Dish would probably love it if you were renting 5 PPV movies at once...


----------



## Mike Richardson

DISH said it was $749 retail, so it's gonna be for sale. A least would be nice though, maybe for $5 extra a month or something. It would be competitive with cable HD PVR.

justalurker: I liked the idea they had with the 5000 where it output HD by simulating an ATSC signal. It allowed them to roll out HD earlier since they didn't actually have to make an HD tuner - just a larger bus to carry the ATSC data from the satellite. I think the guide and stuff didn't show up on ATSC though and you had to go back to SD for that.


----------



## chaddux

So the 625 takes DISH back to the "PVR" name? Why can't DISH stick with "DVR" or "PVR?" Also, the 625 looks almost _identical_ to the 522. It even says "MPEG2" on it! Why are they putting out an MPEG2 receiver if they are about to switch? Sheesh.


----------



## Cyclone

Well, the MPEG4 is supposed to be for the HDTV channels, so it likelyl doesn't apply to this receiver. Also, this like is just a 522, so why rebuilt the hardware? 

Still, this fine unit shouldn't go in the bedroom. Sounds like its hardrive will always be active.


----------



## chaddux

Cyclone said:


> Well, the MPEG4 is supposed to be for the HDTV channels, so it likelyl doesn't apply to this receiver.


Um...no. :nono2:

http://dbstalk.com/showthread.php?t=35684

You're even the first person to reply to that thread! You even talked about new MPEG4-compatible 522s. Always good to post when thinking clearly.


----------



## BobMurdoch

Oh man, this is depressing. A VOD box that no one wants (why would I want E* spamming my box with PPVs when I can download them myself and not waste the space) and a HD PVR "upgrade" that removes one HD tuner and PIP capability when the second room is in use.

Meanwhile, D* announces a dozen HD LIL markets, ESPN2, and new interactive features.

Time for someone to go up and do to Charlie and do what Homer did to his TV (when Homer smacked his TV and said "BE MORE FUNNY"!!!)

HEY CHARLIE!! (SMACK) "Be More Competitive!"

sigh. Even the hype isn't there anymore.


----------



## Mike D-CO5

Rupert , I am afraid, is going to bury Charlie if Charlie doesn't get some big company or network to partner with. Rupert is willing to spend anything and everything he has to gain new subs and to destroy Charlie and Dishnetwork. Charlie your days are numbered.


----------



## 418583

Mike Richardson said:


> DISH said it was $749 retail, so it's gonna be for sale. A lease would be nice though, maybe for $5 extra a month or something. It would be competitive with cable HD PVR.

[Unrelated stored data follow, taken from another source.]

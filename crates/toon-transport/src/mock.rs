// ============================================
// File: crates/toon-transport/src/mock.rs
// ============================================
//! # Mock Transport Implementation
//!
//! ## Creation Reason
//! Provides a scripted transport for testing protocol flows without a
//! live server or network access.
//!
//! ## Main Functionality
//! - Queued canned responses, consumed in order
//! - Request capture for verification
//! - Artifact byte injection and download failure toggles
//!
//! ## Usage in Tests
//! ```
//! use toon_transport::{MockTransport, Transport};
//!
//! # #[tokio::main(flavor = "current_thread")]
//! # async fn main() {
//! let mock = MockTransport::new();
//! mock.queue_response(200, "S1:registered");
//!
//! let (status, body) = mock.post("/api/devices/register", "D1:dev").await.unwrap();
//! assert_eq!(status, 200);
//! assert_eq!(body, "S1:registered");
//!
//! let sent = mock.take_requests();
//! assert_eq!(sent[0].path, "/api/devices/register");
//! # }
//! ```
//!
//! ## ⚠️ Important Note for Next Developer
//! - This is for testing only - do not use in production
//! - An exhausted response queue is an `Err`, which doubles as a
//!   network-failure simulation
//!
//! ## Last Modified
//! v0.1.0 - Initial mock implementation

use std::collections::VecDeque;
use std::path::Path;

use async_trait::async_trait;
use parking_lot::Mutex;

use crate::error::{Result, TransportError};
use crate::traits::Transport;

/// A captured request, for test verification.
#[derive(Debug, Clone, PartialEq, Eq)]
pub struct SentRequest {
    /// HTTP method (`POST` / `GET` / `DOWNLOAD`).
    pub method: &'static str,
    /// Endpoint path, or the raw URL for downloads.
    pub path: String,
    /// Payload text (body or query).
    pub body: String,
}

/// Scripted in-memory transport for tests.
#[derive(Default)]
pub struct MockTransport {
    responses: Mutex<VecDeque<(u16, String)>>,
    requests: Mutex<Vec<SentRequest>>,
    artifact: Mutex<Option<Vec<u8>>>,
    fail_downloads: Mutex<bool>,
}

impl MockTransport {
    /// Creates an empty mock transport.
    #[must_use]
    pub fn new() -> Self {
        Self::default()
    }

    /// Queues a canned (status, body) response; responses are consumed
    /// by `post`/`get` in FIFO order.
    pub fn queue_response(&self, status: u16, body: &str) {
        self.responses
            .lock()
            .push_back((status, body.to_string()));
    }

    /// Sets the artifact bytes served by `download`.
    pub fn set_artifact(&self, bytes: Vec<u8>) {
        *self.artifact.lock() = Some(bytes);
    }

    /// Makes subsequent `download` calls fail.
    pub fn fail_downloads(&self, fail: bool) {
        *self.fail_downloads.lock() = fail;
    }

    /// Drains and returns all captured requests.
    pub fn take_requests(&self) -> Vec<SentRequest> {
        std::mem::take(&mut *self.requests.lock())
    }

    /// Number of captured requests without draining them.
    #[must_use]
    pub fn request_count(&self) -> usize {
        self.requests.lock().len()
    }

    fn next_response(&self, method: &'static str, path: &str) -> Result<(u16, String)> {
        self.responses
            .lock()
            .pop_front()
            .ok_or_else(|| TransportError::request(format!("{method} {path}: connection refused")))
    }

    fn capture(&self, method: &'static str, path: &str, body: &str) {
        self.requests.lock().push(SentRequest {
            method,
            path: path.to_string(),
            body: body.to_string(),
        });
    }
}

#[async_trait]
impl Transport for MockTransport {
    async fn post(&self, path: &str, body: &str) -> Result<(u16, String)> {
        self.capture("POST", path, body);
        self.next_response("POST", path)
    }

    async fn get(&self, path: &str, query: &str) -> Result<(u16, String)> {
        self.capture("GET", path, query);
        self.next_response("GET", path)
    }

    async fn download(&self, url: &str, dest: &Path) -> Result<()> {
        self.capture("DOWNLOAD", url, "");
        if *self.fail_downloads.lock() {
            return Err(TransportError::download(format!("{url}: injected failure")));
        }
        let bytes = self
            .artifact
            .lock()
            .clone()
            .ok_or_else(|| TransportError::status(404, url))?;
        tokio::fs::write(dest, bytes)
            .await
            .map_err(|e| TransportError::download(format!("write {}: {e}", dest.display())))?;
        Ok(())
    }
}

impl std::fmt::Debug for MockTransport {
    fn fmt(&self, f: &mut std::fmt::Formatter<'_>) -> std::fmt::Result {
        f.debug_struct("MockTransport")
            .field("queued", &self.responses.lock().len())
            .field("captured", &self.requests.lock().len())
            .finish()
    }
}

// ============================================
// Tests
// ============================================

$749 purchase is for the 942. This receiver is SD only and has no purchase price noted.


----------



## 418583

Chris Blount said:


> DISH Network Introduces Video On Demand At Consumer Electronics Show; New DISH Player-DVR 625 Makes Hit Movies *Available to Satellite TV Customers*
> 
> LAS VEGAS--(BUSINESS WIRE)--Jan. 6, 2005--EchoStar Communications Corporation (NASDAQ: DISH) and its DISH Network(TM) satellite TV service announced today that for the first time it will offer a Video On Demand (VOD) service called DISH On Demand. DISH Network will roll out the VOD service by March *to new customers* with DISH Network's new digital video recorder (DVR), the DISH Player-DVR 625.


So apparently none of us existing customers will get this new box!

A co-worker has a (recently deceased) 501. If Dish would sell/lease him (at a reasonable price) a dual tuner DVR he'd be happy. Right now his only solution is to switch to DirecTV. :nono:


----------



## Jacob S

rh26 said:


> $749 purchase is for the 942. This receiver is SD only and has no purchase price noted.


No, this receiver - the 942 - is going to be HD and SD both and is the replacement to the 921.


----------



## 418583

Jacob S said:


> No, this receiver - the 942 - is going to be HD and SD both and is the replacement to the 921.


Right, but THIS thread is about the SD-only 625 with VOD. There is NO pricing info on the 625 and as I pointed out in another post it looks like the 625 is slated for NEW customers only.


----------



## Mike Richardson

Whoops sorry guys, I got them mixed up. The 625 has no noted retail price, indicating it will be for rent.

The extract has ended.